** MATERIAL FOR THE TASK follows **
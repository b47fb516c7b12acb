//! Performance instrumentation: timed spans and transfer/dispatch events.
//!
//! Spans are gated by a process-wide switch that [`crate::init_global_tracing`]
//! sets from [`crate::TracingConfig`]. While disabled, [`PerformanceSpan`] is
//! inert and never reads the clock on drop.
//!
//! ```rust
//! use rnnr_tracing::performance::{PerformanceSpan, record_transfer};
//!
//! let span = PerformanceSpan::new("upload_weights", Some(100));
//! record_transfer(4096, "H2D", 12);
//! drop(span);
//! ```

use std::sync::atomic::{AtomicBool, AtomicU64, Ordering};
use std::time::Instant;

static ENABLED: AtomicBool = AtomicBool::new(cfg!(debug_assertions));
// u64::MAX encodes "no threshold".
static THRESHOLD_US: AtomicU64 = AtomicU64::new(u64::MAX);

/// Turn performance spans on or off for the whole process.
pub fn set_enabled(enabled: bool, default_threshold_us: Option<u64>) {
    ENABLED.store(enabled, Ordering::Relaxed);
    THRESHOLD_US.store(default_threshold_us.unwrap_or(u64::MAX), Ordering::Relaxed);
}

/// Whether performance spans are currently recorded.
pub fn is_enabled() -> bool {
    ENABLED.load(Ordering::Relaxed)
}

fn default_threshold() -> Option<u64> {
    match THRESHOLD_US.load(Ordering::Relaxed) {
        u64::MAX => None,
        value => Some(value),
    }
}

/// RAII guard that measures its own lifetime and logs the duration on drop
/// when it meets the threshold.
pub struct PerformanceSpan {
    name: String,
    threshold_us: Option<u64>,
    start_time: Option<Instant>,
    span: tracing::Span,
}

impl PerformanceSpan {
    /// Start timing `span_name`. A `threshold_us` of `None` falls back to the
    /// process default; when that is unset too every span is logged.
    pub fn new(span_name: impl Into<String>, threshold_us: Option<u64>) -> Self {
        let name = span_name.into();
        if !is_enabled() {
            return Self {
                name,
                threshold_us,
                start_time: None,
                span: tracing::Span::none(),
            };
        }

        let span = tracing::debug_span!("perf", name = %name);
        Self {
            name,
            threshold_us: threshold_us.or_else(default_threshold),
            start_time: Some(Instant::now()),
            span,
        }
    }

    pub fn name(&self) -> &str {
        &self.name
    }

    /// Microseconds since creation, or zero for an inert span.
    pub fn elapsed_us(&self) -> u64 {
        self.start_time
            .map(|start| start.elapsed().as_micros() as u64)
            .unwrap_or(0)
    }

    /// Enter this span's context.
    pub fn enter(&self) -> tracing::span::Entered<'_> {
        self.span.enter()
    }
}

impl Drop for PerformanceSpan {
    fn drop(&mut self) {
        if self.start_time.is_none() {
            return;
        }
        let elapsed_us = self.elapsed_us();
        if self.threshold_us.is_none_or(|t| elapsed_us >= t) {
            let _entered = self.span.enter();
            tracing::debug!(
                duration_us = elapsed_us,
                duration_ms = elapsed_us as f64 / 1000.0,
                "performance_span_complete"
            );
        }
    }
}

/// Record a host/device copy with its bandwidth.
///
/// `direction` is `"H2D"` or `"D2H"`.
pub fn record_transfer(bytes: usize, direction: &str, duration_us: u64) {
    let bandwidth_mbps = if duration_us > 0 {
        (bytes as f64 / duration_us as f64) * 1_000_000.0 / (1024.0 * 1024.0)
    } else {
        0.0
    };

    tracing::debug!(
        event = "transfer",
        bytes = bytes,
        direction = direction,
        duration_us = duration_us,
        bandwidth_mbps = bandwidth_mbps,
        "data_transfer"
    );
}

/// Record one kernel launch with the number of work items it covered.
pub fn record_dispatch(kernel: &str, work_items: u64, duration_us: u64) {
    let items_per_sec = if duration_us > 0 {
        (work_items as f64 / duration_us as f64) * 1_000_000.0
    } else {
        0.0
    };

    tracing::debug!(
        event = "dispatch",
        kernel = kernel,
        work_items = work_items,
        duration_us = duration_us,
        items_per_sec = items_per_sec,
        "kernel_dispatch"
    );
}
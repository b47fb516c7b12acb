//! Dispatch behaviour of the host backend through the `Backend` trait object.

use proptest::prelude::*;
use rnnr_backends::{create_backend, Backend, BackendError, BackendKind, HostBackend, LaunchConfig, WorkSize};

fn stamp_backend() -> HostBackend {
    // Writes the linear global index of every item into the output buffer.
    let mut backend = HostBackend::new().with_kernel("stamp", |item, args| {
        let width = args.arg(1)[0] as usize;
        let height = args.arg(1)[1] as usize;
        let index = item.global_id(0) + width * (item.global_id(1) + height * item.global_id(2));
        args.arg_mut(0)[index] += index as f32 + 1.0;
    });
    backend.setup().unwrap();
    backend
}

#[test]
fn test_trait_object_round_trip() -> rnnr_backends::Result<()> {
    let mut backend: Box<dyn Backend + Send> = Box::new(stamp_backend());
    let out = backend.create_buffer(8 * 4, true)?;
    let dims = backend.create_buffer(2 * 4, false)?;
    let kernel = backend.create_kernel("stamp", "__kernel void stamp(__global float *out, __global const float *dims)")?;

    backend.write_buffer(dims, &[8.0, 1.0])?;
    backend.run_kernel(kernel, &LaunchConfig::linear(8, 4), &[out, dims])?;

    let mut result = vec![0.0f32; 8];
    backend.read_buffer(out, &mut result)?;
    assert_eq!(result, (1..=8).map(|v| v as f32).collect::<Vec<_>>());
    Ok(())
}

#[test]
fn test_factory_host_backend_has_empty_registry() {
    let mut backend = create_backend(BackendKind::Host).unwrap();
    backend.setup().unwrap();
    let err = backend.create_kernel("stamp", "stamp").unwrap_err();
    assert!(matches!(err, BackendError::CompileError { .. }));
}

#[test]
fn test_read_smaller_than_buffer() {
    let mut backend = stamp_backend();
    let buffer = backend.create_buffer(16, false).unwrap();
    backend.write_buffer(buffer, &[1.0, 2.0, 3.0, 4.0]).unwrap();
    let mut head = [0.0f32; 2];
    backend.read_buffer(buffer, &mut head).unwrap();
    assert_eq!(head, [1.0, 2.0]);
}

proptest! {
    #[test]
    fn every_work_item_runs_exactly_once(
        groups in (1u64..4, 1u64..4, 1u64..3),
        local in (1u64..4, 1u64..3, 1u64..3),
    ) {
        let global = WorkSize::new(groups.0 * local.0, groups.1 * local.1, groups.2 * local.2);
        let launch = LaunchConfig::new(global, WorkSize::new(local.0, local.1, local.2));
        let items = global.total() as usize;

        let mut backend = stamp_backend();
        let out = backend.create_buffer(items * 4, true).unwrap();
        let dims = backend.create_buffer(8, false).unwrap();
        let kernel = backend.create_kernel("stamp", "stamp").unwrap();
        backend.write_buffer(dims, &[global.x as f32, global.y as f32]).unwrap();
        backend.run_kernel(kernel, &launch, &[out, dims]).unwrap();

        let mut result = vec![0.0f32; items];
        backend.read_buffer(out, &mut result).unwrap();
        for (index, value) in result.iter().enumerate() {
            prop_assert_eq!(*value, index as f32 + 1.0);
        }
    }

    #[test]
    fn indivisible_local_size_is_rejected(global in 2u64..64, local in 2u64..16) {
        prop_assume!(global % local != 0);
        let mut backend = stamp_backend();
        let out = backend.create_buffer(global as usize * 4, true).unwrap();
        let kernel = backend.create_kernel("stamp", "stamp").unwrap();
        let err = backend
            .run_kernel(kernel, &LaunchConfig::linear(global, local), &[out, out])
            .unwrap_err();
        let is_dispatch_failure = matches!(err, BackendError::DispatchFailed { .. });
        prop_assert!(is_dispatch_failure);
    }
}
** End of MATERIAL FOR THE TASK **
> HOW TO COMPLETE THIS TASK: Retype every entry, keeping each character as it was.

> TASK RESULT:
repository b47fb516c7b12acb
//! Performance instrumentation: timed spans and transfer/dispatch events.
//!
//! Spans are gated by a process-wide switch that [`crate::init_global_tracing`]
//! sets from [`crate::TracingConfig`]. While disabled, [`PerformanceSpan`] is
//! inert and never reads the clock on drop.
//!
//! ```rust
//! use rnnr_tracing::performance::{PerformanceSpan, record_transfer};
//!
//! let span = PerformanceSpan::new("upload_weights", Some(100));
//! record_transfer(4096, "H2D", 12);
//! drop(span);
//! ```

use std::sync::atomic::{AtomicBool, AtomicU64, Ordering};
use std::time::Instant;

static ENABLED: AtomicBool = AtomicBool::new(cfg!(debug_assertions));
// u64::MAX encodes "no threshold".
static THRESHOLD_US: AtomicU64 = AtomicU64::new(u64::MAX);

/// Turn performance spans on or off for the whole process.
pub fn set_enabled(enabled: bool, default_threshold_us: Option<u64>) {
    ENABLED.store(enabled, Ordering::Relaxed);
    THRESHOLD_US.store(default_threshold_us.unwrap_or(u64::MAX), Ordering::Relaxed);
}

/// Whether performance spans are currently recorded.
pub fn is_enabled() -> bool {
    ENABLED.load(Ordering::Relaxed)
}

fn default_threshold() -> Option<u64> {
    match THRESHOLD_US.load(Ordering::Relaxed) {
        u64::MAX => None,
        value => Some(value),
    }
}

/// RAII guard that measures its own lifetime and logs the duration on drop
/// when it meets the threshold.
pub struct PerformanceSpan {
    name: String,
    threshold_us: Option<u64>,
    start_time: Option<Instant>,
    span: tracing::Span,
}

impl PerformanceSpan {
    /// Start timing `span_name`. A `threshold_us` of `None` falls back to the
    /// process default; when that is unset too every span is logged.
    pub fn new(span_name: impl Into<String>, threshold_us: Option<u64>) -> Self {
        let name = span_name.into();
        if !is_enabled() {
            return Self {
                name,
                threshold_us,
                start_time: None,
                span: tracing::Span::none(),
            };
        }

        let span = tracing::debug_span!("perf", name = %name);
        Self {
            name,
            threshold_us: threshold_us.or_else(default_threshold),
            start_time: Some(Instant::now()),
            span,
        }
    }

    pub fn name(&self) -> &str {
        &self.name
    }

    /// Microseconds since creation, or zero for an inert span.
    pub fn elapsed_us(&self) -> u64 {
        self.start_time
            .map(|start| start.elapsed().as_micros() as u64)
            .unwrap_or(0)
    }

    /// Enter this span's context.
    pub fn enter(&self) -> tracing::span::Entered<'_> {
        self.span.enter()
    }
}

impl Drop for PerformanceSpan {
    fn drop(&mut self) {
        if self.start_time.is_none() {
            return;
        }
        let elapsed_us = self.elapsed_us();
        if self.threshold_us.is_none_or(|t| elapsed_us >= t) {
            let _entered = self.span.enter();
            tracing::debug!(
                duration_us = elapsed_us,
                duration_ms = elapsed_us as f64 / 1000.0,
                "performance_span_complete"
            );
        }
    }
}

/// Record a host/device copy with its bandwidth.
///
/// `direction` is `"H2D"` or `"D2H"`.
pub fn record_transfer(bytes: usize, direction: &str, duration_us: u64) {
    let bandwidth_mbps = if duration_us > 0 {
        (bytes as f64 / duration_us as f64) * 1_000_000.0 / (1024.0 * 1024.0)
    } else {
        0.0
    };

    tracing::debug!(
        event = "transfer",
        bytes = bytes,
        direction = direction,
        duration_us = duration_us,
        bandwidth_mbps = bandwidth_mbps,
        "data_transfer"
    );
}

/// Record one kernel launch with the number of work items it covered.
pub fn record_dispatch(kernel: &str, work_items: u64, duration_us: u64) {
    let items_per_sec = if duration_us > 0 {
        (work_items as f64 / duration_us as f64) * 1_000_000.0
    } else {
        0.0
    };

    tracing::debug!(
        event = "dispatch",
        kernel = kernel,
        work_items = work_items,
        duration_us = duration_us,
        items_per_sec = items_per_sec,
        "kernel_dispatch"
    );
}
repository b47fb516c7b12acb
//! Dispatch behaviour of the host backend through the `Backend` trait object.

use proptest::prelude::*;
use rnnr_backends::{create_backend, Backend, BackendError, BackendKind, HostBackend, LaunchConfig, WorkSize};

fn stamp_backend() -> HostBackend {
    // Writes the linear global index of every item into the output buffer.
    let mut backend = HostBackend::new().with_kernel("stamp", |item, args| {
        let width = args.arg(1)[0] as usize;
        let height = args.arg(1)[1] as usize;
        let index = item.global_id(0) + width * (item.global_id(1) + height * item.global_id(2));
        args.arg_mut(0)[index] += index as f32 + 1.0;
    });
    backend.setup().unwrap();
    backend
}

#[test]
fn test_trait_object_round_trip() -> rnnr_backends::Result<()> {
    let mut backend: Box<dyn Backend + Send> = Box::new(stamp_backend());
    let out = backend.create_buffer(8 * 4, true)?;
    let dims = backend.create_buffer(2 * 4, false)?;
    let kernel = backend.create_kernel("stamp", "__kernel void stamp(__global float *out, __global const float *dims)")?;

    backend.write_buffer(dims, &[8.0, 1.0])?;
    backend.run_kernel(kernel, &LaunchConfig::linear(8, 4), &[out, dims])?;

    let mut result = vec![0.0f32; 8];
    backend.read_buffer(out, &mut result)?;
    assert_eq!(result, (1..=8).map(|v| v as f32).collect::<Vec<_>>());
    Ok(())
}

#[test]
fn test_factory_host_backend_has_empty_registry() {
    let mut backend = create_backend(BackendKind::Host).unwrap();
    backend.setup().unwrap();
    let err = backend.create_kernel("stamp", "stamp").unwrap_err();
    assert!(matches!(err, BackendError::CompileError { .. }));
}

#[test]
fn test_read_smaller_than_buffer() {
    let mut backend = stamp_backend();
    let buffer = backend.create_buffer(16, false).unwrap();
    backend.write_buffer(buffer, &[1.0, 2.0, 3.0, 4.0]).unwrap();
    let mut head = [0.0f32; 2];
    backend.read_buffer(buffer, &mut head).unwrap();
    assert_eq!(head, [1.0, 2.0]);
}

proptest! {
    #[test]
    fn every_work_item_runs_exactly_once(
        groups in (1u64..4, 1u64..4, 1u64..3),
        local in (1u64..4, 1u64..3, 1u64..3),
    ) {
        let global = WorkSize::new(groups.0 * local.0, groups.1 * local.1, groups.2 * local.2);
        let launch = LaunchConfig::new(global, WorkSize::new(local.0, local.1, local.2));
        let items = global.total() as usize;

        let mut backend = stamp_backend();
        let out = backend.create_buffer(items * 4, true).unwrap();
        let dims = backend.create_buffer(8, false).unwrap();
        let kernel = backend.create_kernel("stamp", "stamp").unwrap();
        backend.write_buffer(dims, &[global.x as f32, global.y as f32]).unwrap();
        backend.run_kernel(kernel, &launch, &[out, dims]).unwrap();

        let mut result = vec![0.0f32; items];
        backend.read_buffer(out, &mut result).unwrap();
        for (index, value) in result.iter().enumerate() {
            prop_assert_eq!(*value, index as f32 + 1.0);
        }
    }

    #[test]
    fn indivisible_local_size_is_rejected(global in 2u64..64, local in 2u64..16) {
        prop_assume!(global % local != 0);
        let mut backend = stamp_backend();
        let out = backend.create_buffer(global as usize * 4, true).unwrap();
        let kernel = backend.create_kernel("stamp", "stamp").unwrap();
        let err = backend
            .run_kernel(kernel, &LaunchConfig::linear(global, local), &[out, out])
            .unwrap_err();
        let is_dispatch_failure = matches!(err, BackendError::DispatchFailed { .. });
        prop_assert!(is_dispatch_failure);
    }
}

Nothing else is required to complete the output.